June ate with a rather compromised air. ‘I had the gooseberries in the freezer,’ she said.
*
He yawned and signalled readiness for bed at a childish hour. ‘You look tired,’ said June.
‘Yes – I didn’t sleep very well last night.’
She looked quickly at him – ‘No . . . well, an awful shock for you.’
When he got into bed he found he filled it, or it had shrunk under him, and might even shrink more. He seemed to hang on the edge of the mattress, in a kind of headlong reverse – condemned to sleep alone since Pat had died, and now to squash back into adolescence. He really was tired, he hadn’t slept at all with Z, they had lain together in a sweaty parched fatigue, the news and its gravity clarifying in his mind, and the need for sex inexplicably, compellingly strong. He’d popped one of Pat’s blue pills, with a new half-spooky half-comical sense of drawing on his strength whom he missed more than ever at this moment; but after a good hour of trying he’d been unable to come, though the need to do so drove him on till all pleasurable sensation had gone. Z suffered none of these senior setbacks, and came like a dream after five or six minutes. Johnny had to keep getting up to piss, and saw himself in the bathroom mirror, a grizzled old figure with the swollen belly and implacable erection of a satyr.

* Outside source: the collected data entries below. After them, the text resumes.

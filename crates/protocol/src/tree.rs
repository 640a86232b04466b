//! Configuration descriptor tree
//!
//! A GET_DESCRIPTOR(CONFIGURATION) response is a flat run of descriptors:
//! the configuration header followed by interface, endpoint and
//! class-specific descriptors in document order. [`DescriptorWalker`] splits
//! that run into typed tokens, and [`Configuration::parse`] folds the tokens
//! into the Configuration → Interface → AlternateSetting → Endpoint tree.

use crate::descriptor::{
    ConfigurationDescriptor, EndpointDescriptor, INTERFACE_DESC_LEN, InterfaceDescriptor,
    ENDPOINT_DESC_LEN,
};
use crate::error::{ProtocolError, Result};
use crate::types::{DESC_CONFIGURATION, DESC_ENDPOINT, DESC_INTERFACE};
use serde::{Deserialize, Serialize};

/// A descriptor the stack does not interpret (class or vendor specific)
#[derive(Debug, Clone, PartialEq, Eq, Serialize, Deserialize)]
pub struct ExtraDescriptor {
    pub descriptor_type: u8,
    /// Raw bytes including the two-byte header
    pub data: Vec<u8>,
}

/// One descriptor out of a configuration blob
#[derive(Debug, Clone, PartialEq, Eq)]
pub enum DescriptorToken {
    Configuration(ConfigurationDescriptor),
    Interface(InterfaceDescriptor),
    Endpoint(EndpointDescriptor),
    Other(ExtraDescriptor),
}

/// Iterator over the descriptors packed in a configuration blob
pub struct DescriptorWalker<'a> {
    bytes: &'a [u8],
    offset: usize,
    failed: bool,
}

impl<'a> DescriptorWalker<'a> {
    pub fn new(bytes: &'a [u8]) -> Self {
        Self {
            bytes,
            offset: 0,
            failed: false,
        }
    }

    fn next_token(&mut self) -> Result<DescriptorToken> {
        let rest = &self.bytes[self.offset..];
        if rest.len() < 2 {
            return Err(ProtocolError::Truncated {
                needed: 2,
                available: rest.len(),
            });
        }
        let length = rest[0] as usize;
        if length < 2 {
            return Err(ProtocolError::InvalidLength {
                length: rest[0],
                offset: self.offset,
            });
        }
        if rest.len() < length {
            return Err(ProtocolError::Truncated {
                needed: length,
                available: rest.len(),
            });
        }
        let raw = &rest[..length];
        let descriptor_type = raw[1];
        let min_len = match descriptor_type {
            DESC_INTERFACE => INTERFACE_DESC_LEN,
            DESC_ENDPOINT => ENDPOINT_DESC_LEN,
            _ => 2,
        };
        if length < min_len {
            return Err(ProtocolError::InvalidLength {
                length: rest[0],
                offset: self.offset,
            });
        }
        self.offset += length;

        Ok(match descriptor_type {
            DESC_CONFIGURATION => DescriptorToken::Configuration(ConfigurationDescriptor::parse(raw)?),
            DESC_INTERFACE => DescriptorToken::Interface(InterfaceDescriptor::parse(raw)?),
            DESC_ENDPOINT => DescriptorToken::Endpoint(EndpointDescriptor::parse(raw)?),
            _ => DescriptorToken::Other(ExtraDescriptor {
                descriptor_type,
                data: raw.to_vec(),
            }),
        })
    }
}

impl Iterator for DescriptorWalker<'_> {
    type Item = Result<DescriptorToken>;

    fn next(&mut self) -> Option<Self::Item> {
        if self.failed || self.offset >= self.bytes.len() {
            return None;
        }
        let token = self.next_token();
        if token.is_err() {
            self.failed = true;
        }
        Some(token)
    }
}

/// One alternate setting of an interface
#[derive(Debug, Clone, PartialEq, Eq, Serialize, Deserialize)]
pub struct AlternateSetting {
    pub descriptor: InterfaceDescriptor,
    pub endpoints: Vec<EndpointDescriptor>,
    pub extra: Vec<ExtraDescriptor>,
}

impl AlternateSetting {
    pub fn setting(&self) -> u8 {
        self.descriptor.alternate_setting
    }
}

/// An interface and all of its alternate settings
#[derive(Debug, Clone, PartialEq, Eq, Serialize, Deserialize)]
pub struct Interface {
    pub number: u8,
    pub alternates: Vec<AlternateSetting>,
}

impl Interface {
    pub fn alternate(&self, setting: u8) -> Option<&AlternateSetting> {
        self.alternates.iter().find(|alt| alt.setting() == setting)
    }
}

/// A fully parsed configuration
#[derive(Debug, Clone, PartialEq, Eq, Serialize, Deserialize)]
pub struct Configuration {
    pub descriptor: ConfigurationDescriptor,
    pub interfaces: Vec<Interface>,
    /// Descriptors between the configuration header and the first interface
    pub extra: Vec<ExtraDescriptor>,
}

impl Configuration {
    /// Parse a complete configuration blob (wTotalLength bytes)
    pub fn parse(bytes: &[u8]) -> Result<Self> {
        let mut walker = DescriptorWalker::new(bytes);
        let descriptor = match walker.next() {
            Some(Ok(DescriptorToken::Configuration(desc))) => desc,
            Some(Ok(_)) => {
                return Err(ProtocolError::UnexpectedType {
                    expected: DESC_CONFIGURATION,
                    found: bytes[1],
                });
            }
            Some(Err(e)) => return Err(e),
            None => {
                return Err(ProtocolError::Truncated {
                    needed: 2,
                    available: 0,
                });
            }
        };

        let mut config = Configuration {
            descriptor,
            interfaces: Vec::new(),
            extra: Vec::new(),
        };

        // Interface and alternate index that trailing descriptors belong to
        let mut current: Option<(usize, usize)> = None;
        for token in walker {
            match token? {
                DescriptorToken::Interface(desc) => {
                    let alternate = AlternateSetting {
                        descriptor: desc.clone(),
                        endpoints: Vec::new(),
                        extra: Vec::new(),
                    };
                    let index = match config
                        .interfaces
                        .iter()
                        .position(|intf| intf.number == desc.number)
                    {
                        Some(index) => index,
                        None => {
                            config.interfaces.push(Interface {
                                number: desc.number,
                                alternates: Vec::new(),
                            });
                            config.interfaces.len() - 1
                        }
                    };
                    let alternates = &mut config.interfaces[index].alternates;
                    alternates.push(alternate);
                    current = Some((index, alternates.len() - 1));
                }
                DescriptorToken::Endpoint(ep) => {
                    let (intf, alt) = current.ok_or(ProtocolError::OrphanEndpoint)?;
                    config.interfaces[intf].alternates[alt].endpoints.push(ep);
                }
                DescriptorToken::Other(extra) => match current {
                    Some((intf, alt)) => config.interfaces[intf].alternates[alt].extra.push(extra),
                    None => config.extra.push(extra),
                },
                // A second header inside one blob is ignored
                DescriptorToken::Configuration(_) => {}
            }
        }

        Ok(config)
    }

    pub fn value(&self) -> u8 {
        self.descriptor.value
    }

    pub fn interface(&self, number: u8) -> Option<&Interface> {
        self.interfaces.iter().find(|intf| intf.number == number)
    }

    /// Serialize the tree back into a configuration blob
    pub fn to_bytes(&self) -> Vec<u8> {
        let mut body = Vec::new();
        for extra in &self.extra {
            body.extend_from_slice(&extra.data);
        }
        for intf in &self.interfaces {
            for alt in &intf.alternates {
                alt.descriptor.encode(&mut body);
                for extra in &alt.extra {
                    body.extend_from_slice(&extra.data);
                }
                for ep in &alt.endpoints {
                    ep.encode(&mut body);
                }
            }
        }
        let mut header = self.descriptor.clone();
        header.total_length = (crate::descriptor::CONFIGURATION_DESC_LEN + body.len()) as u16;
        header.num_interfaces = self.interfaces.len() as u8;
        let mut buf = Vec::with_capacity(header.total_length as usize);
        header.encode(&mut buf);
        buf.extend_from_slice(&body);
        buf
    }
}

#[cfg(test)]
mod tests {
    use super::*;

    /// Keyboard-like configuration: one interface, a HID descriptor and one
    /// interrupt IN endpoint, plus a second interface with two alternates.
    fn sample_blob() -> Vec<u8> {
        let mut blob = vec![
            9, 2, 0, 0, 2, 1, 0, 0xa0, 50, // configuration, total length patched below
            9, 4, 0, 0, 1, 3, 1, 1, 0, // interface 0 alt 0, HID
            9, 0x21, 0x11, 0x01, 0, 1, 0x22, 63, 0, // HID class descriptor
            7, 5, 0x81, 3, 8, 0, 10, // EP1 IN interrupt
            9, 4, 1, 0, 0, 0xff, 0, 0, 0, // interface 1 alt 0, no endpoints
            9, 4, 1, 1, 1, 0xff, 0, 0, 0, // interface 1 alt 1
            7, 5, 0x02, 2, 64, 0, 0, // EP2 OUT bulk
        ];
        let total = blob.len() as u16;
        blob[2..4].copy_from_slice(&total.to_le_bytes());
        blob
    }

    #[test]
    fn test_walker_tokens() {
        let blob = sample_blob();
        let tokens: Vec<_> = DescriptorWalker::new(&blob)
            .collect::<Result<Vec<_>>>()
            .unwrap();
        assert_eq!(tokens.len(), 7);
        assert!(matches!(tokens[0], DescriptorToken::Configuration(_)));
        assert!(matches!(tokens[1], DescriptorToken::Interface(_)));
        assert!(matches!(
            &tokens[2],
            DescriptorToken::Other(ExtraDescriptor {
                descriptor_type: 0x21,
                ..
            })
        ));
        assert!(matches!(tokens[3], DescriptorToken::Endpoint(_)));
    }

    #[test]
    fn test_configuration_tree() {
        let config = Configuration::parse(&sample_blob()).unwrap();
        assert_eq!(config.value(), 1);
        assert_eq!(config.interfaces.len(), 2);

        let hid = config.interface(0).unwrap();
        assert_eq!(hid.alternates.len(), 1);
        assert_eq!(hid.alternates[0].extra.len(), 1);
        assert_eq!(hid.alternates[0].endpoints[0].address, 0x81);

        let vendor = config.interface(1).unwrap();
        assert_eq!(vendor.alternates.len(), 2);
        assert!(vendor.alternate(0).unwrap().endpoints.is_empty());
        assert_eq!(vendor.alternate(1).unwrap().endpoints[0].address, 0x02);
    }

    #[test]
    fn test_tree_serializes_back() {
        let blob = sample_blob();
        let config = Configuration::parse(&blob).unwrap();
        assert_eq!(config.to_bytes(), blob);
    }

    #[test]
    fn test_zero_length_descriptor_is_rejected() {
        let mut blob = sample_blob();
        blob[9] = 0;
        assert_eq!(
            Configuration::parse(&blob),
            Err(ProtocolError::InvalidLength {
                length: 0,
                offset: 9
            })
        );
    }

    #[test]
    fn test_truncated_blob() {
        let blob = sample_blob();
        let err = Configuration::parse(&blob[..30]).unwrap_err();
        assert!(matches!(err, ProtocolError::Truncated { .. }));
    }

    #[test]
    fn test_orphan_endpoint() {
        let blob = vec![9, 2, 16, 0, 0, 1, 0, 0x80, 50, 7, 5, 0x81, 3, 8, 0, 10];
        assert_eq!(
            Configuration::parse(&blob),
            Err(ProtocolError::OrphanEndpoint)
        );
    }
}
//! User entities, presence and metadata

use std::collections::BTreeMap;

use serde::{Deserialize, Serialize};

/// Registered IM user
#[derive(Debug, Clone, Default, PartialEq, Eq, Serialize, Deserialize)]
#[serde(default)]
pub struct UserEntity {
    pub uuid: String,
    #[serde(rename = "type")]
    pub entity_type: String,
    /// Epoch milliseconds
    pub created: i64,
    /// Epoch milliseconds
    pub modified: i64,
    pub username: String,
    pub activated: bool,
}

/// User registration payload
#[derive(Debug, Clone, Default, PartialEq, Eq, Serialize, Deserialize)]
pub struct NewUser {
    pub username: String,
    #[serde(default, skip_serializing_if = "String::is_empty")]
    pub password: String,
    #[serde(default, skip_serializing_if = "String::is_empty")]
    pub nickname: String,
}

impl NewUser {
    pub fn new(username: impl Into<String>, password: impl Into<String>) -> Self {
        Self { username: username.into(), password: password.into(), nickname: String::new() }
    }

    pub fn with_nickname(mut self, nickname: impl Into<String>) -> Self {
        self.nickname = nickname.into();
        self
    }
}

/// Presence of one user, flattened from `{username: status}`
#[derive(Debug, Clone, Default, PartialEq, Eq, Hash, Serialize, Deserialize)]
pub struct UserOnlineStatus {
    pub username: String,
    /// `online` or `offline`
    pub status: String,
}

/// Device currently logged in for a user
#[derive(Debug, Clone, Default, PartialEq, Eq, Serialize, Deserialize)]
#[serde(default)]
pub struct UserOnlineDevice {
    /// Resource id, usable with the single-device disconnect call
    pub res: String,
    pub device_uuid: String,
    pub device_name: String,
}

#[derive(Debug, Clone, Copy, Default, PartialEq, Eq, Serialize, Deserialize)]
pub struct DisconnectResult {
    #[serde(default)]
    pub result: bool,
}

/// Custom attributes of one user, flattened from `{username: {k: v}}`
#[derive(Debug, Clone, Default, PartialEq, Eq, Serialize, Deserialize)]
pub struct UserMetadata {
    pub username: String,
    pub metadata: BTreeMap<String, String>,
}

#[cfg(test)]
mod tests {
    use super::*;

    #[test]
    fn new_user_omits_empty_optional_fields() {
        let user = NewUser::new("alice", "");
        assert_eq!(serde_json::to_string(&user).unwrap(), r#"{"username":"alice"}"#);

        let user = NewUser::new("bob", "pw").with_nickname("Bobby");
        assert_eq!(
            serde_json::to_string(&user).unwrap(),
            r#"{"username":"bob","password":"pw","nickname":"Bobby"}"#
        );
    }

    #[test]
    fn user_entity_reads_type_field() {
        let entity: UserEntity = serde_json::from_str(
            r#"{"uuid":"u-1","type":"user","created":1,"modified":2,"username":"alice","activated":true}"#,
        )
        .unwrap();
        assert_eq!(entity.entity_type, "user");
        assert!(entity.activated);
    }
}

Now he turned on his back, and resignedly took in the late noises of the house; after London, with its endless roar just this side of silence, the stillness of the suburb was unsparing. It threw the creaks of cooling radiators, the little whine and click of the immersion heater going off, into clearer relief. The bed still made the quick nagging noise it had always made when you turned in it; the moment you thought of having a wank the news was announced to the rest of the house. The room in which June too was lying alone after decades of coupledom was far enough away for him to risk it. He wondered about Zé, which was really his name, José, and if he would see him again – he felt he would never have noticed him himself, but Zé seemed crazy about Johnny, and it was a stroke of amazing luck to have got off with someone half his age who was simply so kind. He was the opposite of Michael. Johnny reached for his phone by the bedside and thumbed in a message which magically corrected itself: I’m in bed and thinking of you X, and sent it with a beating heart and forgotten sense of daring. In a second the perky arpeggio, the bright screen, how could he have written so much so quickly? – thinking of you 2 all day!! sleep well my darlin Wish I was there with u!! Cum back soon!!! XXXXXZ. The words were abnormally vivid to him, a caress and above all a promise, and he switched off the lamp, turned on his side and dropped gaping into sleep as if under a spell.